The data *X* is resampled to the pixel size of the image on the
figure canvas, using the interpolation method to either up- or
downsample the data.
If *interpolation* is 'none', then for the ps, pdf, and svg
backends no down- or upsampling occurs, and the image data is
passed to the backend as a native image. Note that different ps,
pdf, and svg viewers may display these raw pixels differently. On
other backends, 'none' is the same as 'nearest'.
If *interpolation* is the default 'auto', then 'nearest'
interpolation is used if the image is upsampled by more than a
factor of three (i.e. the number of display pixels is at least
three times the size of the data array). If the upsampling rate is
smaller than 3, or the image is downsampled, then 'hanning'
interpolation is used to act as an anti-aliasing filter, unless the
image happens to be upsampled by exactly a factor of two or one.
See
:doc:`/gallery/images_contours_and_fields/interpolation_methods`
for an overview of the supported interpolation methods, and
:doc:`/gallery/images_contours_and_fields/image_antialiasing` for
a discussion of image antialiasing.
Some interpolation methods require an additional radius parameter,
which can be set by *filterrad*. Additionally, the antigrain image
resize filter is controlled by the parameter *filternorm*.
interpolation_stage : {'auto', 'data', 'rgba'}, default: 'auto'
Supported values:
- 'data': Interpolation is carried out on the data provided by the user
This is useful if interpolating between pixels during upsampling.
- 'rgba': The interpolation is carried out in RGBA-space after the
color-mapping has been applied. This is useful if downsampling and
combining pixels visually.
- 'auto': Select a suitable interpolation stage automatically. This uses
'rgba' when downsampling, or upsampling at a rate less than 3, and
'data' when upsampling at a higher rate.
See :doc:`/gallery/images_contours_and_fields/image_antialiasing` for
a discussion of image antialiasing.
alpha : float or array-like, optional
The alpha blending value, between 0 (transparent) and 1 (opaque).
If *alpha* is an array, the alpha blending values are applied pixel
by pixel, and *alpha* must have the same shape as *X*.
origin : {'upper', 'lower'}, default: :rc:`image.origin`
Place the [0, 0] index of the array in the upper left or lower
left corner of the Axes. The convention (the default) 'upper' is
typically used for matrices and images.
Note that the vertical axis points upward for 'lower'
but downward for 'upper'.
See the :ref:`imshow_extent` tutorial for
examples and a more detailed description.
extent : floats (left, right, bottom, top), optional
The bounding box in data coordinates that the image will fill.
These values may be unitful and match the units of the Axes.
The image is stretched individually along x and y to fill the box.
The default extent is determined by the following conditions.

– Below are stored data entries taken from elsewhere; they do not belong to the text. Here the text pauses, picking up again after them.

//! Composition root: picks a repository backend and builds one service per
//! module. Built once at startup and shared with handlers as an
//! `Extension<Arc<AppServices>>`.

use std::sync::Arc;

use sqlx::PgPool;
use tracing::info;

use livelum_companies::Company;
use livelum_documents::Document;
use livelum_infra::InMemoryRepository;
use livelum_infra::repository::postgres::{
    PgCompanyRepository, PgDocumentRepository, PgObjectiveRepository, PgPersonRepository, PgRiskRepository,
    PgSkillRepository, PgStakeholderRepository,
};
use livelum_infra::{RepositoryError, db};
use livelum_objectives::Objective;
use livelum_people::Person;
use livelum_risks::Risk;
use livelum_skills::Skill;
use livelum_stakeholders::Stakeholder;

use crate::app::use_cases::{
    CompanyService, DocumentService, ObjectiveService, PersonService, RiskService, SkillService,
    StakeholderService,
};
use crate::config::Storage;

#[derive(Clone)]
pub struct AppServices {
    pub companies: CompanyService,
    pub people: PersonService,
    pub skills: SkillService,
    pub stakeholders: StakeholderService,
    pub documents: DocumentService,
    pub risks: RiskService,
    pub objectives: ObjectiveService,
}

impl AppServices {
    /// In-process storage (dev/test). Data is lost on restart.
    pub fn in_memory() -> Self {
        Self {
            companies: CompanyService::new(InMemoryRepository::<Company>::arc()),
            people: PersonService::new(InMemoryRepository::<Person>::arc()),
            skills: SkillService::new(InMemoryRepository::<Skill>::arc()),
            stakeholders: StakeholderService::new(InMemoryRepository::<Stakeholder>::arc()),
            documents: DocumentService::new(InMemoryRepository::<Document>::arc()),
            risks: RiskService::new(InMemoryRepository::<Risk>::arc()),
            objectives: ObjectiveService::new(InMemoryRepository::<Objective>::arc()),
        }
    }

    /// Postgres-backed services sharing one pool.
    pub fn postgres(pool: PgPool) -> Self {
        Self {
            companies: CompanyService::new(Arc::new(PgCompanyRepository::new(pool.clone()))),
            people: PersonService::new(Arc::new(PgPersonRepository::new(pool.clone()))),
            skills: SkillService::new(Arc::new(PgSkillRepository::new(pool.clone()))),
            stakeholders: StakeholderService::new(Arc::new(PgStakeholderRepository::new(pool.clone()))),
            documents: DocumentService::new(Arc::new(PgDocumentRepository::new(pool.clone()))),
            risks: RiskService::new(Arc::new(PgRiskRepository::new(pool.clone()))),
            objectives: ObjectiveService::new(Arc::new(PgObjectiveRepository::new(pool))),
        }
    }
}

/// Build services for the configured storage. Postgres is connected and
/// migrated before any request is served.
pub async fn build_services(storage: &Storage) -> Result<AppServices, RepositoryError> {
    match storage {
        Storage::InMemory => {
            info!("using in-memory repositories");
            Ok(AppServices::in_memory())
        }
        Storage::Postgres {
            database_url,
            max_connections,
        } => {
            let pool = db::connect(database_url, *max_connections).await?;
            db::migrate(&pool).await?;
            info!(max_connections, "using postgres repositories");
            Ok(AppServices::postgres(pool))
        }
    }
}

Pixels have unit size in data coordinates. Their centers are on
integer coordinates, and their center coordinates range from 0 to
columns-1 horizontally and from 0 to rows-1 vertically.
Note that the direction of the vertical axis and thus the default
values for top and bottom depend on *origin*:
- For ``origin == 'upper'`` the default is
``(-0.5, numcols-0.5, numrows-0.5, -0.5)``.
- For ``origin == 'lower'`` the default is
``(-0.5, numcols-0.5, -0.5, numrows-0.5)``.
See the :ref:`imshow_extent` tutorial for
examples and a more detailed description.
filternorm : bool, default: True
A parameter for the antigrain image resize filter (see the
antigrain documentation). If *filternorm* is set, the filter
normalizes integer values and corrects the rounding errors. It
doesn't do anything with the source floating point values, it
corrects only integers according to the rule of 1.0 which means
that any sum of pixel weights must be equal to 1.0. So, the
filter function must produce a graph of the proper shape.
filterrad : float > 0, default: 4.0
The filter radius for filters that have a radius parameter, i.e.
when interpolation is one of: 'sinc', 'lanczos' or 'blackman'.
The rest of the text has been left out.